(Task prompt):
What number of lines in the records below hold the word "PanelClient"? Give that number alone.

(Data for processing):
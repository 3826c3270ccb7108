//! Scaling controller — provisioning, idle floor, and scale-to-target.
//!
//! All registry reads are copied out before any panel call; the registry
//! lock is never held across an `.await`.

use std::sync::Arc;

use serde::{Deserialize, Serialize};
use tokio::sync::Mutex;
use tracing::{debug, info, warn};
use uuid::Uuid;

use fleet_core::{FleetPolicy, InstanceTemplate};
use fleetgrid_panel::{InstanceSpec, PanelClient, PanelError};
use fleetgrid_state::*;

use crate::error::{ScaleError, ScaleResult};

/// Environment variable through which a provisioned server learns its local id.
pub const LOCAL_ID_ENV: &str = "FLEETGRID_LOCAL_ID";

/// What a `scale_to` call did.
#[derive(Debug, Clone, Copy, PartialEq, Eq, Serialize, Deserialize)]
#[serde(rename_all = "snake_case")]
pub enum ScaleAction {
    ScaledUp,
    ScaledDown,
    NoChange,
}

#[derive(Debug, Clone, Copy, PartialEq, Eq, Serialize, Deserialize)]
pub struct ScaleSummary {
    pub target_count: u32,
    pub previous_count: u32,
    pub action: ScaleAction,
}

/// Sizes the fleet through the panel and records results in the registry.
pub struct ScalingController {
    pub(crate) registry: FleetRegistry,
    pub(crate) panel: Arc<dyn PanelClient>,
    policy: FleetPolicy,
    template: InstanceTemplate,
    /// Serializes provisioning so the max-instances guard cannot race.
    provision_lock: Mutex<()>,
}

impl ScalingController {
    pub fn new(
        registry: FleetRegistry,
        panel: Arc<dyn PanelClient>,
        policy: FleetPolicy,
        template: InstanceTemplate,
    ) -> Self {
        Self {
            registry,
            panel,
            policy,
            template,
            provision_lock: Mutex::new(()),
        }
    }

    pub fn policy(&self) -> &FleetPolicy {
        &self.policy
    }

    pub fn registry(&self) -> &FleetRegistry {
        &self.registry
    }

    pub fn panel(&self) -> &Arc<dyn PanelClient> {
        &self.panel
    }

    /// Create and start one new instance and register it as `starting`.
    ///
    /// A failed create leaves whatever the panel may have half-built for
    /// an operator to clean up; nothing is rolled back or retried here.
    pub async fn provision_one(&self) -> ScaleResult<ServerInstance> {
        let _guard = self.provision_lock.lock().await;

        let registered = self.registry.len() as u32;
        if registered >= self.policy.max_total_instances {
            return Err(ScaleError::FleetFull {
                max: self.policy.max_total_instances,
            });
        }

        let port = self.next_port()?;
        let local_id = Uuid::new_v4().to_string();
        let name = format!("{}{port}", self.policy.name_prefix);

        let allocation = self
            .panel
            .ensure_allocation(port)
            .await
            .map_err(ScaleError::Provisioning)?;

        // The create request asks the panel to start the server once
        // installed, so there is no separate start signal.
        let spec = InstanceSpec::builder(name.as_str())
            .template(&self.template)
            .env(LOCAL_ID_ENV, local_id.as_str())
            .allocation(&allocation)
            .build()
            .map_err(ScaleError::Provisioning)?;

        let created = self
            .panel
            .create_instance(&spec)
            .await
            .map_err(ScaleError::Provisioning)?;

        let instance = ServerInstance {
            instance_id: created.instance_id,
            local_id,
            display_name: name,
            status: InstanceStatus::Starting,
            capacity: Capacity::empty(self.policy.max_players_per_instance),
            address: allocation.connect_address(&self.policy.public_address),
            port,
            last_update: epoch_secs(),
        };
        self.registry.upsert(instance.clone())?;

        info!(
            instance_id = %instance.instance_id,
            local_id = %instance.local_id,
            port,
            "instance provisioned"
        );
        Ok(instance)
    }

    /// Top the fleet up to `min_idle_instances`. Returns how many were
    /// provisioned. Never fails; a provisioning error ends the top-up early.
    pub async fn ensure_minimum_idle(&self) -> u32 {
        let snapshot = self.registry.list_all();
        let idle = snapshot.iter().filter(|i| counts_as_idle(i)).count() as u32;
        let total = snapshot.len() as u32;

        let min_idle = self.policy.min_idle_instances;
        let max_total = self.policy.max_total_instances;

        if idle >= min_idle || total >= max_total {
            debug!(idle, total, min_idle, max_total, "idle floor satisfied or fleet full");
            return 0;
        }

        let wanted = (min_idle - idle).min(max_total - total);
        let mut provisioned = 0;
        for _ in 0..wanted {
            match self.provision_one().await {
                Ok(_) => provisioned += 1,
                Err(e) => {
                    warn!(error = %e, provisioned, wanted, "idle top-up stopped early");
                    break;
                }
            }
        }

        if provisioned > 0 {
            info!(provisioned, idle_before = idle, min_idle, "idle capacity topped up");
        }
        provisioned
    }

    /// Move the active fleet size to `target`.
    ///
    /// Scale-up is best-effort: stopped instances are restarted first,
    /// then new ones provisioned, and the first failure ends the attempt.
    /// Scale-down stops the emptiest instances and propagates a failed stop.
    pub async fn scale_to(&self, target: u32) -> ScaleResult<ScaleSummary> {
        let max = self.policy.max_total_instances;
        if target > max {
            return Err(ScaleError::TargetTooLarge { target, max });
        }

        let snapshot = self.registry.list_all();
        let previous = snapshot.iter().filter(|i| i.status.is_active()).count() as u32;

        let action = if target > previous {
            self.scale_up(&snapshot, target - previous).await;
            ScaleAction::ScaledUp
        } else if target < previous {
            self.scale_down(snapshot, previous - target).await?;
            ScaleAction::ScaledDown
        } else {
            debug!(target, "already at target, no scaling needed");
            ScaleAction::NoChange
        };

        info!(from = previous, to = target, ?action, "scale request handled");
        Ok(ScaleSummary {
            target_count: target,
            previous_count: previous,
            action,
        })
    }

    async fn scale_up(&self, snapshot: &[ServerInstance], mut missing: u32) {
        let stopped: Vec<&ServerInstance> = snapshot
            .iter()
            .filter(|i| i.status == InstanceStatus::Stopped)
            .collect();

        for inst in stopped {
            if missing == 0 {
                return;
            }
            match self.start_instance(&inst.instance_id).await {
                Ok(()) => missing -= 1,
                Err(e) => {
                    warn!(instance_id = %inst.instance_id, error = %e, "restart during scale-up failed");
                    return;
                }
            }
        }

        for _ in 0..missing {
            if let Err(e) = self.provision_one().await {
                warn!(error = %e, "provisioning during scale-up failed");
                return;
            }
        }
    }

    async fn scale_down(&self, snapshot: Vec<ServerInstance>, count: u32) -> ScaleResult<()> {
        let mut candidates: Vec<ServerInstance> = snapshot
            .into_iter()
            .filter(|i| i.status.is_active())
            .collect();
        // Stable: idle instances first, ties keep registry order.
        candidates.sort_by_key(|i| i.capacity.current);

        for inst in candidates.into_iter().take(count as usize) {
            if !inst.capacity.is_empty() {
                warn!(
                    instance_id = %inst.instance_id,
                    players = inst.capacity.current,
                    "not enough idle instances, stopping an occupied one"
                );
            }
            self.stop_instance(&inst.instance_id).await?;
        }
        Ok(())
    }

    /// `start_port + registered`, skipping ports already held.
    fn next_port(&self) -> ScaleResult<u16> {
        let in_use = self.registry.ports_in_use();
        let first = u32::from(self.policy.start_port) + self.registry.len() as u32;
        (first..=u32::from(u16::MAX))
            .filter_map(|p| u16::try_from(p).ok())
            .find(|p| !in_use.contains(p))
            .ok_or_else(|| ScaleError::Provisioning(PanelError::new("no free port left")))
    }
}

/// Zero players and either serving or about to serve.
fn counts_as_idle(inst: &ServerInstance) -> bool {
    inst.capacity.is_empty()
        && matches!(inst.status, InstanceStatus::Running | InstanceStatus::Starting)
}
//! Error types for the fleet registry.

use thiserror::Error;

/// Result type alias for registry operations.
pub type StateResult<T> = Result<T, StateError>;

/// Errors that can occur during registry operations.
#[derive(Debug, Error, PartialEq, Eq)]
pub enum StateError {
    /// A write would break a data-model invariant.
    #[error("invalid state: {0}")]
    InvalidState(String),

    #[error("instance not found: {0}")]
    NotFound(String),
}

/// Treat `NotFound` as success with no value; other errors pass through.
pub fn missing_ok<T>(result: StateResult<T>) -> StateResult<Option<T>> {
    match result {
        Ok(v) => Ok(Some(v)),
        Err(StateError::NotFound(_)) => Ok(None),
        Err(e) => Err(e),
    }
}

(Written response):
4